Exercise directions »
Please report each line of the data below that contains "expected".

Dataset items

-------------------------

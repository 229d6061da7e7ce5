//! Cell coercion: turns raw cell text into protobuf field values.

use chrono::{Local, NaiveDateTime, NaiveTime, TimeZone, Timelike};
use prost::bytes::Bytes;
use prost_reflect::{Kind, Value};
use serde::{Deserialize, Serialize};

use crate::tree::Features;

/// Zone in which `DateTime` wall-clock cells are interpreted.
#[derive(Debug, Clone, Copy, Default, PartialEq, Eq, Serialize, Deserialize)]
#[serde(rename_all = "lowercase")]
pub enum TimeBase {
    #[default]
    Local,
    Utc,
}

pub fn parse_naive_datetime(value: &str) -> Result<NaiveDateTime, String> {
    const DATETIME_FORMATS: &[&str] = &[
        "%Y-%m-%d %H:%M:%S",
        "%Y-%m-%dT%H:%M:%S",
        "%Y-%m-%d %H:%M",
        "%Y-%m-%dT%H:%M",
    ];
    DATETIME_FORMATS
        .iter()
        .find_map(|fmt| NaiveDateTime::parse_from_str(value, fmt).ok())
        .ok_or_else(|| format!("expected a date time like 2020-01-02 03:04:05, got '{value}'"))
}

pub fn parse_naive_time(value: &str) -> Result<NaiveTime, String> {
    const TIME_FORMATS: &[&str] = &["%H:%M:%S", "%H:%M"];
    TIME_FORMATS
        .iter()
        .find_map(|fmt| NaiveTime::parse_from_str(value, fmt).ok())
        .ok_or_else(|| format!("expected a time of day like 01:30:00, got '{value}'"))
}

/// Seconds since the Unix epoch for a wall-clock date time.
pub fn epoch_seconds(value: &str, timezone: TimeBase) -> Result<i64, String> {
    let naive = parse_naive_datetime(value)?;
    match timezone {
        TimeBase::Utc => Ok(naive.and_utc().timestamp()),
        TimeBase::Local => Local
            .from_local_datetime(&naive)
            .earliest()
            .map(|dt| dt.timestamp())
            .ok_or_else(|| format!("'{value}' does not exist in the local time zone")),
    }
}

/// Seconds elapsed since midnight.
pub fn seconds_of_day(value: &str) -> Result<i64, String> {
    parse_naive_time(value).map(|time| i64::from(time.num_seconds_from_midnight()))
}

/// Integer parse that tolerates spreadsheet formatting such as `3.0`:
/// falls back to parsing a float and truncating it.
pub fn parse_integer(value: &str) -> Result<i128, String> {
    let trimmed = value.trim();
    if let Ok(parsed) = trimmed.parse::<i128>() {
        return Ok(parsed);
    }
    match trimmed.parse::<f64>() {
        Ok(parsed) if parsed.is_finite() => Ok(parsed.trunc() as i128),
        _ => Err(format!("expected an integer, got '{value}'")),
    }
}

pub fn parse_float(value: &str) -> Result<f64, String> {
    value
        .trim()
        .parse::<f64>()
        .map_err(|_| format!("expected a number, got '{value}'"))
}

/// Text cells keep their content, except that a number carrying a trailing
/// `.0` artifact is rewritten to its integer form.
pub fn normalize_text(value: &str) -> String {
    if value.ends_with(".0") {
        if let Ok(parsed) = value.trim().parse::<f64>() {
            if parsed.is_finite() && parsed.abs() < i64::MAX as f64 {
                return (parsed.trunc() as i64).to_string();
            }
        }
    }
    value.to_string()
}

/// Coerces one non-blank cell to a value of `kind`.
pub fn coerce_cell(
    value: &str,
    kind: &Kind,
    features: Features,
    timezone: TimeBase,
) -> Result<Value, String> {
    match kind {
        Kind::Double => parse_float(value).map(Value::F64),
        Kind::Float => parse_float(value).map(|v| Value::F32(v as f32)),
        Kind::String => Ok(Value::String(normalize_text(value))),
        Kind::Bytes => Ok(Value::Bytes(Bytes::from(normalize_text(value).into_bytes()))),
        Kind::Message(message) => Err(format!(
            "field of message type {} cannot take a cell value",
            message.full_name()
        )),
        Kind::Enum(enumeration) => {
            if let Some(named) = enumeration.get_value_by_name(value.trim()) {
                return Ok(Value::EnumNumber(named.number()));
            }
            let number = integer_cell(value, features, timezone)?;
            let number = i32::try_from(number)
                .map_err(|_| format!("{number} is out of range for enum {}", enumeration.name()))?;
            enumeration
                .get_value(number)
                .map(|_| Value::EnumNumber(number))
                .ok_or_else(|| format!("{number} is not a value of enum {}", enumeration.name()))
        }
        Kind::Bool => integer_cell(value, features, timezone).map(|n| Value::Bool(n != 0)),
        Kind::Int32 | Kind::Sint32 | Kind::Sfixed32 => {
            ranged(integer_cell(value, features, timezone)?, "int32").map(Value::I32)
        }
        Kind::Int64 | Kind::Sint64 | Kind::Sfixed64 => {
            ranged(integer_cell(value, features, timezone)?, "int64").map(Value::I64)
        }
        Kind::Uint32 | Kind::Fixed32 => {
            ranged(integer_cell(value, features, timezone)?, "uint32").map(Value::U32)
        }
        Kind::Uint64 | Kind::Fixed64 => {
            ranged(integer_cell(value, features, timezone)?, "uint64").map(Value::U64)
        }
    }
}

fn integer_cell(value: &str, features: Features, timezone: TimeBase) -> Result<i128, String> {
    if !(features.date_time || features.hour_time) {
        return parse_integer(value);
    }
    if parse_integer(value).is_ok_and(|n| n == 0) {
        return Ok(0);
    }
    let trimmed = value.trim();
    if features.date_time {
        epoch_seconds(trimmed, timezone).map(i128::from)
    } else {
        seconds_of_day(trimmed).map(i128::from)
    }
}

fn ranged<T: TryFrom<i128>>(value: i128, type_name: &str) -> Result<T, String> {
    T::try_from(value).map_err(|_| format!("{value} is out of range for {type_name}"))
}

-------------------------

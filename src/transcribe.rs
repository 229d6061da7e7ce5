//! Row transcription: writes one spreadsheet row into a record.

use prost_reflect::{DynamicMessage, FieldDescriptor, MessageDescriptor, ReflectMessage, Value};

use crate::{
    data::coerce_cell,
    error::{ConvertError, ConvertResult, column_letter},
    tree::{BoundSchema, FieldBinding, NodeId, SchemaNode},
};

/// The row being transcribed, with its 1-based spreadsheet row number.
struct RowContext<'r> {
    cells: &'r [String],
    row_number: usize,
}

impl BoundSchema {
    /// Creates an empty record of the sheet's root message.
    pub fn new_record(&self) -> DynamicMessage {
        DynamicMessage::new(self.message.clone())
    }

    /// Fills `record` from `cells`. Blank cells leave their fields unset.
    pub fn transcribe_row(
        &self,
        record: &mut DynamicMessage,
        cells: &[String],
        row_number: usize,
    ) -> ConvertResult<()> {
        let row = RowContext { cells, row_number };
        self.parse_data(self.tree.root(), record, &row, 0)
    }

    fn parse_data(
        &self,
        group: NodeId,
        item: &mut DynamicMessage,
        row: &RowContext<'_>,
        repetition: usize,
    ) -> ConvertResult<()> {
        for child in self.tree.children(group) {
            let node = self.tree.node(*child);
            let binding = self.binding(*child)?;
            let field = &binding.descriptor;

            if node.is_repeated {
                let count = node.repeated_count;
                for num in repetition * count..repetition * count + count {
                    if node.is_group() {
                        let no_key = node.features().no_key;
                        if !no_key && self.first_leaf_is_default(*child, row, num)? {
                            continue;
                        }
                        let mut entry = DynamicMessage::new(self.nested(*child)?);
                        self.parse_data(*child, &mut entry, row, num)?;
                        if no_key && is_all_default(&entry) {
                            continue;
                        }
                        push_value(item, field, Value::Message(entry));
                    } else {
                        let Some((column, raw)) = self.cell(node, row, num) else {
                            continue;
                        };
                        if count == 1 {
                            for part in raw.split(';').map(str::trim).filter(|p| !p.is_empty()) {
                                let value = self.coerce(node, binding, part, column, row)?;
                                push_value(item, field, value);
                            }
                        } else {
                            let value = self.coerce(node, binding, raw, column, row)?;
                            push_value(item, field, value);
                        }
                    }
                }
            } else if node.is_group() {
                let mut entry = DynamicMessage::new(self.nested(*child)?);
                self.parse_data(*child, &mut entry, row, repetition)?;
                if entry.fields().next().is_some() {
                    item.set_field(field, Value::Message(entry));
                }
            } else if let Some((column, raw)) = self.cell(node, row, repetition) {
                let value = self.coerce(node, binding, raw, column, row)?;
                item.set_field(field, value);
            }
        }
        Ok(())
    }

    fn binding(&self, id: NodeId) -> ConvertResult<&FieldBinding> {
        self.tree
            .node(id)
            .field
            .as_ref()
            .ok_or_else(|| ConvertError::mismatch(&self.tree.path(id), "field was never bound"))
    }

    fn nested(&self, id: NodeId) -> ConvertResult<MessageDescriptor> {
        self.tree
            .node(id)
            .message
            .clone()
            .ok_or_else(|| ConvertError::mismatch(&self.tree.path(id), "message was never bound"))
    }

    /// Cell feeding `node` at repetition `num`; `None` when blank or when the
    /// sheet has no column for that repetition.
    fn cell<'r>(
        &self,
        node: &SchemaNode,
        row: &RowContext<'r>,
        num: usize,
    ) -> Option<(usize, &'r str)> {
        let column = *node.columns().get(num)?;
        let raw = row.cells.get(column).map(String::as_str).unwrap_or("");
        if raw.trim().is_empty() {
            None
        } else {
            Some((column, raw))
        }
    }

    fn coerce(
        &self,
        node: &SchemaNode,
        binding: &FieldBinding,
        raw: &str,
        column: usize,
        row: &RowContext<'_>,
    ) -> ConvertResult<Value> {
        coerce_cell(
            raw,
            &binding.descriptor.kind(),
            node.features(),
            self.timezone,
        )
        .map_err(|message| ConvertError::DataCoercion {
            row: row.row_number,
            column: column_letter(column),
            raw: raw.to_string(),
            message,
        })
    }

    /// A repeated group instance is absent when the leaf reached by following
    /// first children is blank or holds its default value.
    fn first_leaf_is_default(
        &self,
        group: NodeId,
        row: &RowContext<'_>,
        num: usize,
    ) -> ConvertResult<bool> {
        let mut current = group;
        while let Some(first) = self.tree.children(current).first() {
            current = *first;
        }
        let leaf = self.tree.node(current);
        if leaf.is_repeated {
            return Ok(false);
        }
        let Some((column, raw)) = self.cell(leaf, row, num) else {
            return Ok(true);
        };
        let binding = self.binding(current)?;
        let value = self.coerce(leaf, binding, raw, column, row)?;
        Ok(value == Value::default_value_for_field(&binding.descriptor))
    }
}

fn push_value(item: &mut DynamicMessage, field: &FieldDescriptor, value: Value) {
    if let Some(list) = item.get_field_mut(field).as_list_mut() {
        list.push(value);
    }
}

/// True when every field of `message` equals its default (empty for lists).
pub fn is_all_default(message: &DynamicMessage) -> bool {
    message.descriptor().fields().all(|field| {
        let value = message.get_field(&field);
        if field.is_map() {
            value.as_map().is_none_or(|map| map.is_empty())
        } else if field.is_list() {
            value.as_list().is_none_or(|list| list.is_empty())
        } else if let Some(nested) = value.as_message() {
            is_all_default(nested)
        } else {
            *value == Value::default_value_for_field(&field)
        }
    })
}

-------------------------

Solution to this exercise »
        .ok_or_else(|| format!("expected a date time like 2020-01-02 03:04:05, got '{value}'"))
        .ok_or_else(|| format!("expected a time of day like 01:30:00, got '{value}'"))
        _ => Err(format!("expected an integer, got '{value}'")),
        .map_err(|_| format!("expected a number, got '{value}'"))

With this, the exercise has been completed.